── INFORMATION SHOWN ──

//! Simulated project API: configurable latency in front of the storage port.

use std::sync::Arc;
use tokio::time::sleep;
use tracing::debug;

use crate::config::LatencyConfig;
use crate::error::ApiError;
use crate::storage::StoragePort;

use super::types::{Project, ProjectDraft, ProjectPatch};

/// Project API over a storage port.
///
/// Each operation waits the configured latency before doing any work,
/// modeling a network round-trip, then loads the full collection, operates,
/// and persists the updated collection when mutating. Writes are
/// last-write-wins over the whole collection.
pub struct ProjectApi<S> {
  storage: Arc<S>,
  latency: LatencyConfig,
}

impl<S> Clone for ProjectApi<S> {
  fn clone(&self) -> Self {
    Self {
      storage: Arc::clone(&self.storage),
      latency: self.latency.clone(),
    }
  }
}

impl<S: StoragePort> ProjectApi<S> {
  pub fn new(storage: Arc<S>, latency: LatencyConfig) -> Self {
    Self { storage, latency }
  }

  /// Contiguous slice `[offset, offset + limit)` of the collection in
  /// storage order. Out-of-range offsets yield a short or empty page.
  pub async fn list(&self, offset: usize, limit: usize) -> Result<Vec<Project>, ApiError> {
    sleep(self.latency.list()).await;
    debug!(offset, limit, "listing projects");

    let projects = self.storage.load()?;
    Ok(projects.into_iter().skip(offset).take(limit).collect())
  }

  /// Total number of stored projects.
  pub async fn count(&self) -> Result<usize, ApiError> {
    sleep(self.latency.list()).await;
    Ok(self.storage.load()?.len())
  }

  pub async fn get_by_id(&self, id: &str) -> Result<Project, ApiError> {
    sleep(self.latency.detail()).await;
    debug!(id, "fetching project");

    let projects = self.storage.load()?;
    projects
      .into_iter()
      .find(|p| p.id == id)
      .ok_or_else(|| ApiError::NotFound(id.to_string()))
  }

  /// Append a new record with a fresh unique id and `is_favorite = false`.
  pub async fn create(&self, draft: ProjectDraft) -> Result<Project, ApiError> {
    sleep(self.latency.mutate()).await;

    let mut projects = self.storage.load()?;
    let project = Project::from_draft(draft);
    debug!(id = %project.id, "creating project");

    projects.push(project.clone());
    self.storage.save(&projects)?;
    Ok(project)
  }

  /// Merge the patch into the matching record and return the result.
  /// A patch addressing a record that doesn't exist is an explicit
  /// `NotFound`.
  pub async fn update(&self, patch: ProjectPatch) -> Result<Project, ApiError> {
    sleep(self.latency.mutate()).await;
    debug!(id = %patch.id, "updating project");

    let mut projects = self.storage.load()?;
    let target = projects
      .iter_mut()
      .find(|p| p.id == patch.id)
      .ok_or_else(|| ApiError::NotFound(patch.id.clone()))?;

    patch.apply_to(target);
    let updated = target.clone();

    self.storage.save(&projects)?;
    Ok(updated)
  }

  /// Remove the matching record. Deleting an id that doesn't exist is a
  /// no-op, not an error.
  pub async fn delete(&self, id: &str) -> Result<(), ApiError> {
    sleep(self.latency.mutate()).await;
    debug!(id, "deleting project");

    let mut projects = self.storage.load()?;
    projects.retain(|p| p.id != id);
    self.storage.save(&projects)?;
    Ok(())
  }
}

───

◆ **PROBLEM**: Only the lines holding "crate" are wanted, so copy each of them from the material.

◆ **PROBLEM SOLUTION**:
use crate::config::LatencyConfig;
use crate::error::ApiError;
use crate::storage::StoragePort;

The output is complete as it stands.